それを、他の研究室で見つけた工具バッグに軽く押し付け、イメージを思い浮かべる。
すると赤い粘土はスライムのようにスルスルと表面を覆っていき、あっという間に可愛らしい赤茶色の革のポーチへと姿を変えていた。
「手慣れてきたようですね。」
「まぁ、新しく加工する分には問題が無いからな。」
「いえ、随分と可愛らしいポーチにしたものだなと。」
「うぐ…いやまぁ、流石にあれはちょっと無骨過ぎるしな…。」
半ば無意識に加工を行っていた事実に少々恥ずかしさを覚えつつも、 かき集めてきた工具の詰まった作業バッグを、斜めがけにする。
ポーチとしては少々大きすぎるのだが、まぁこのアンバランスさもこれはこれで可愛らしいから問題はないだろう。
ちなみに、このバッグはマナ技術の応用により内部空間を歪めてあるため、見た目よりも遥かに容量が多い。
そこに大量の工具やら機材やらを詰め込んだため、見た目とは裏腹に、振り回せば人死がでるような鈍器と化していたりする。

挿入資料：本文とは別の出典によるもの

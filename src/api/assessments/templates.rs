use axum::extract::{Path, Query, State};
use axum::http::StatusCode;
use axum::Json;
use uuid::Uuid;
use validator::Validate;

use crate::api::errors::ApiError;
use crate::core::state::AppState;
use crate::core::time::{format_primitive, primitive_now_utc};
use crate::db::models::AssessmentTemplate;
use crate::repositories;
use crate::schemas::template::{TemplateCreate, TemplateListQuery, TemplateResponse, TemplateUpdate};
use crate::services::slot_layout;

fn to_response(template: AssessmentTemplate) -> TemplateResponse {
    TemplateResponse {
        id: template.id,
        university_id: template.university_id,
        name: template.name,
        exam_type: template.exam_type,
        max_marks: template.max_marks,
        config: template.config.0,
        created_at: format_primitive(template.created_at),
        updated_at: format_primitive(template.updated_at),
    }
}

/// Stored configs must parse as explicit template sections.
fn check_sections(config: &serde_json::Value) -> Result<(), ApiError> {
    slot_layout::parse_template(config).map(|_| ()).map_err(|e| ApiError::BadRequest(e.to_string()))
}

pub(super) async fn list_templates(
    State(state): State<AppState>,
    Query(query): Query<TemplateListQuery>,
) -> Result<Json<Vec<TemplateResponse>>, ApiError> {
    let university_id = query
        .university_id
        .map(|value| value.trim().to_string())
        .filter(|value| !value.is_empty())
        .ok_or_else(|| ApiError::BadRequest("university_id is required".to_string()))?;

    let templates = repositories::templates::list_for_university(state.db(), &university_id)
        .await
        .map_err(|e| ApiError::internal(e, "Failed to list templates"))?;

    Ok(Json(templates.into_iter().map(to_response).collect()))
}

pub(super) async fn create_template(
    State(state): State<AppState>,
    Json(payload): Json<TemplateCreate>,
) -> Result<(StatusCode, Json<TemplateResponse>), ApiError> {
    payload.validate().map_err(|e| ApiError::BadRequest(e.to_string()))?;
    check_sections(&payload.config)?;

    let template = repositories::templates::create(
        state.db(),
        repositories::templates::CreateTemplate {
            id: &Uuid::new_v4().to_string(),
            university_id: payload.university_id.trim(),
            name: payload.name.trim(),
            exam_type: payload.exam_type.as_deref(),
            max_marks: payload.max_marks,
            config: payload.config,
            now: primitive_now_utc(),
        },
    )
    .await
    .map_err(|e| ApiError::internal(e, "Failed to create template"))?;

    tracing::info!(template_id = %template.id, university_id = %template.university_id, "template created");

    Ok((StatusCode::CREATED, Json(to_response(template))))
}

pub(super) async fn update_template(
    Path(template_id): Path<String>,
    State(state): State<AppState>,
    Json(payload): Json<TemplateUpdate>,
) -> Result<Json<TemplateResponse>, ApiError> {
    payload.validate().map_err(|e| ApiError::BadRequest(e.to_string()))?;
    if let Some(config) = &payload.config {
        check_sections(config)?;
    }

    let template = repositories::templates::update(
        state.db(),
        &template_id,
        repositories::templates::UpdateTemplate {
            name: payload.name.as_deref().map(str::trim),
            exam_type: payload.exam_type.as_deref(),
            max_marks: payload.max_marks,
            config: payload.config,
            now: primitive_now_utc(),
        },
    )
    .await
    .map_err(|e| ApiError::internal(e, "Failed to update template"))?
    .ok_or_else(|| ApiError::NotFound("Template not found".to_string()))?;

    Ok(Json(to_response(template)))
}

pub(super) async fn delete_template(
    Path(template_id): Path<String>,
    State(state): State<AppState>,
) -> Result<StatusCode, ApiError> {
    let deleted = repositories::templates::delete(state.db(), &template_id)
        .await
        .map_err(|e| ApiError::internal(e, "Failed to delete template"))?;

    if !deleted {
        return Err(ApiError::NotFound("Template not found".to_string()));
    }
    Ok(StatusCode::NO_CONTENT)
}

「さて、この建物は大体見て回ったし、とりあえず原因の確認だけしにいくか。」
「ハンカチは持ちましたか?」
「いや、ハンカチはなかっただろう…。」
「仕方ありませんね、ではこちらをお持ちください。」
「なんでマナコーティング加工をしたハンカチが…?」
「…」
そんな雑談をしながら廊下を進むと、施設のエントランスへとついた。
先刻施設を調べたときと同様に、破れたガラスの向こうはほぼほぼ群生林と化している。
地面をよく見ると、アスファルトやセメントとおぼしき残骸が見えるため、かろうじてこの建物がいつの間にか森の中に放り込まれたわけではないということがわかる。
金属製のフレームだけになった扉をくぐるように抜けると、かつて実験場があったはずの方角を、記憶を頼りに振り返る。
だが残念ながら建物の周りはすべて植物に覆われており、この場所から向こうの様子を見通すことは出来そうにはなかった。
「たしか徒歩で30分ほどだったか。」
「はい。足元には気をつけてくださいね。」
幸いなことに、なかばガレキと化したアスファルトの道が奥へと続いているため、道に迷うことはなさそうだ。